╭─ Entries provided

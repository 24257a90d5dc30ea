//! Route handlers for the concierge API.
//!
//! Each conversation handler runs its turn on a spawned task, so a client
//! that disconnects mid-request does not cancel the turn; the result is
//! simply discarded.

use axum::extract::multipart::MultipartRejection;
use axum::extract::rejection::JsonRejection;
use axum::extract::{Multipart, State};
use axum::Json;
use serde::{Deserialize, Serialize};
use tracing::{error, info};

use concierge_chat::{TextReply, VoiceReply};

use crate::error::ApiError;
use crate::state::AppState;

const TEXT_ERROR: &str = "Server error processing text request. Check server logs.";
const NO_AUDIO: &str = "No audio uploaded";
const DEFAULT_AUDIO_FILENAME: &str = "audio.wav";

// =============================================================================
// Text
// =============================================================================

/// Request body for POST /api/text.
#[derive(Debug, Default, Deserialize)]
#[serde(rename_all = "camelCase")]
pub struct TextRequest {
    #[serde(default)]
    pub transcript: Option<String>,
    #[serde(default)]
    pub conversation_id: Option<String>,
}

/// POST /api/text
pub async fn text(
    State(state): State<AppState>,
    payload: Result<Json<TextRequest>, JsonRejection>,
) -> Result<Json<TextReply>, ApiError> {
    let Json(request) = payload.map_err(|e| ApiError::BadRequest(e.body_text()))?;
    info!(
        chars = request.transcript.as_deref().map_or(0, str::len),
        conversation_id = ?request.conversation_id,
        "Received text request"
    );

    let orchestrator = state.orchestrator.clone();
    let turn = tokio::spawn(async move {
        let transcript = request.transcript.unwrap_or_default();
        orchestrator
            .handle(&transcript, request.conversation_id.as_deref())
            .await
    });

    match turn.await {
        Ok(reply) => Ok(Json(reply)),
        Err(e) => {
            error!(error = %e, "Text route unexpected error");
            Err(ApiError::Internal(TEXT_ERROR.to_string()))
        }
    }
}

// =============================================================================
// Voice
// =============================================================================

/// POST /api/voice (multipart, field `audio`)
pub async fn voice(
    State(state): State<AppState>,
    multipart: Result<Multipart, MultipartRejection>,
) -> Result<Json<VoiceReply>, ApiError> {
    let mut multipart = multipart.map_err(|_| ApiError::BadRequest(NO_AUDIO.to_string()))?;

    let mut upload: Option<(Vec<u8>, String)> = None;
    while let Some(field) = multipart
        .next_field()
        .await
        .map_err(|e| ApiError::BadRequest(e.body_text()))?
    {
        // Only a file part counts as the upload; a plain form value named
        // `audio` is ignored.
        let filename = match (field.name(), field.file_name()) {
            (Some("audio"), Some(name)) if name.trim().is_empty() => {
                DEFAULT_AUDIO_FILENAME.to_string()
            }
            (Some("audio"), Some(name)) => name.to_string(),
            _ => continue,
        };
        let bytes = field
            .bytes()
            .await
            .map_err(|e| ApiError::BadRequest(e.body_text()))?;
        upload = Some((bytes.to_vec(), filename));
        break;
    }

    let (audio, filename) = upload
        .filter(|(audio, _)| !audio.is_empty())
        .ok_or_else(|| ApiError::BadRequest(NO_AUDIO.to_string()))?;
    info!(bytes = audio.len(), filename = %filename, "Received voice upload");

    let intake = state.voice.clone();
    let turn = tokio::spawn(async move { intake.handle(audio, &filename).await });

    match turn.await {
        Ok(Ok(reply)) => Ok(Json(reply)),
        Ok(Err(e)) => {
            error!(error = %e, "Voice route error");
            Err(e.into())
        }
        Err(e) => {
            error!(error = %e, "Voice route unexpected error");
            Err(ApiError::Internal("Server error".to_string()))
        }
    }
}

// =============================================================================
// Health
// =============================================================================

#[derive(Debug, Serialize, Deserialize)]
pub struct ProviderStatus {
    pub name: String,
    pub enabled: bool,
}

/// Response body for GET /health.
#[derive(Debug, Serialize, Deserialize)]
pub struct HealthResponse {
    pub status: String,
    pub version: String,
    pub uptime_secs: u64,
    pub persistence: bool,
    pub providers: Vec<ProviderStatus>,
}

/// GET /health
pub async fn health(State(state): State<AppState>) -> Json<HealthResponse> {
    let providers = state
        .providers
        .status()
        .into_iter()
        .map(|(name, enabled)| ProviderStatus { name, enabled })
        .collect();

    Json(HealthResponse {
        status: "ok".to_string(),
        version: env!("CARGO_PKG_VERSION").to_string(),
        uptime_secs: state.start_time.elapsed().as_secs(),
        persistence: state.store.is_available(),
        providers,
    })
}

╰─

## Task statement
The answer must be every record above, repeated exactly as written.

## Exercise response
repository 24257a90d5dc30ea
//! Route handlers for the concierge API.
//!
//! Each conversation handler runs its turn on a spawned task, so a client
//! that disconnects mid-request does not cancel the turn; the result is
//! simply discarded.

use axum::extract::multipart::MultipartRejection;
use axum::extract::rejection::JsonRejection;
use axum::extract::{Multipart, State};
use axum::Json;
use serde::{Deserialize, Serialize};
use tracing::{error, info};

use concierge_chat::{TextReply, VoiceReply};

use crate::error::ApiError;
use crate::state::AppState;

const TEXT_ERROR: &str = "Server error processing text request. Check server logs.";
const NO_AUDIO: &str = "No audio uploaded";
const DEFAULT_AUDIO_FILENAME: &str = "audio.wav";

// =============================================================================
// Text
// =============================================================================

/// Request body for POST /api/text.
#[derive(Debug, Default, Deserialize)]
#[serde(rename_all = "camelCase")]
pub struct TextRequest {
    #[serde(default)]
    pub transcript: Option<String>,
    #[serde(default)]
    pub conversation_id: Option<String>,
}

/// POST /api/text
pub async fn text(
    State(state): State<AppState>,
    payload: Result<Json<TextRequest>, JsonRejection>,
) -> Result<Json<TextReply>, ApiError> {
    let Json(request) = payload.map_err(|e| ApiError::BadRequest(e.body_text()))?;
    info!(
        chars = request.transcript.as_deref().map_or(0, str::len),
        conversation_id = ?request.conversation_id,
        "Received text request"
    );

    let orchestrator = state.orchestrator.clone();
    let turn = tokio::spawn(async move {
        let transcript = request.transcript.unwrap_or_default();
        orchestrator
            .handle(&transcript, request.conversation_id.as_deref())
            .await
    });

    match turn.await {
        Ok(reply) => Ok(Json(reply)),
        Err(e) => {
            error!(error = %e, "Text route unexpected error");
            Err(ApiError::Internal(TEXT_ERROR.to_string()))
        }
    }
}

// =============================================================================
// Voice
// =============================================================================

/// POST /api/voice (multipart, field `audio`)
pub async fn voice(
    State(state): State<AppState>,
    multipart: Result<Multipart, MultipartRejection>,
) -> Result<Json<VoiceReply>, ApiError> {
    let mut multipart = multipart.map_err(|_| ApiError::BadRequest(NO_AUDIO.to_string()))?;

    let mut upload: Option<(Vec<u8>, String)> = None;
    while let Some(field) = multipart
        .next_field()
        .await
        .map_err(|e| ApiError::BadRequest(e.body_text()))?
    {
        // Only a file part counts as the upload; a plain form value named
        // `audio` is ignored.
        let filename = match (field.name(), field.file_name()) {
            (Some("audio"), Some(name)) if name.trim().is_empty() => {
                DEFAULT_AUDIO_FILENAME.to_string()
            }
            (Some("audio"), Some(name)) => name.to_string(),
            _ => continue,
        };
        let bytes = field
            .bytes()
            .await
            .map_err(|e| ApiError::BadRequest(e.body_text()))?;
        upload = Some((bytes.to_vec(), filename));
        break;
    }

    let (audio, filename) = upload
        .filter(|(audio, _)| !audio.is_empty())
        .ok_or_else(|| ApiError::BadRequest(NO_AUDIO.to_string()))?;
    info!(bytes = audio.len(), filename = %filename, "Received voice upload");

    let intake = state.voice.clone();
    let turn = tokio::spawn(async move { intake.handle(audio, &filename).await });

    match turn.await {
        Ok(Ok(reply)) => Ok(Json(reply)),
        Ok(Err(e)) => {
            error!(error = %e, "Voice route error");
            Err(e.into())
        }
        Err(e) => {
            error!(error = %e, "Voice route unexpected error");
            Err(ApiError::Internal("Server error".to_string()))
        }
    }
}

// =============================================================================
// Health
// =============================================================================

#[derive(Debug, Serialize, Deserialize)]
pub struct ProviderStatus {
    pub name: String,
    pub enabled: bool,
}

/// Response body for GET /health.
#[derive(Debug, Serialize, Deserialize)]
pub struct HealthResponse {
    pub status: String,
    pub version: String,
    pub uptime_secs: u64,
    pub persistence: bool,
    pub providers: Vec<ProviderStatus>,
}

/// GET /health
pub async fn health(State(state): State<AppState>) -> Json<HealthResponse> {
    let providers = state
        .providers
        .status()
        .into_iter()
        .map(|(name, enabled)| ProviderStatus { name, enabled })
        .collect();

    Json(HealthResponse {
        status: "ok".to_string(),
        version: env!("CARGO_PKG_VERSION").to_string(),
        uptime_secs: state.start_time.elapsed().as_secs(),
        persistence: state.store.is_available(),
        providers,
    })
}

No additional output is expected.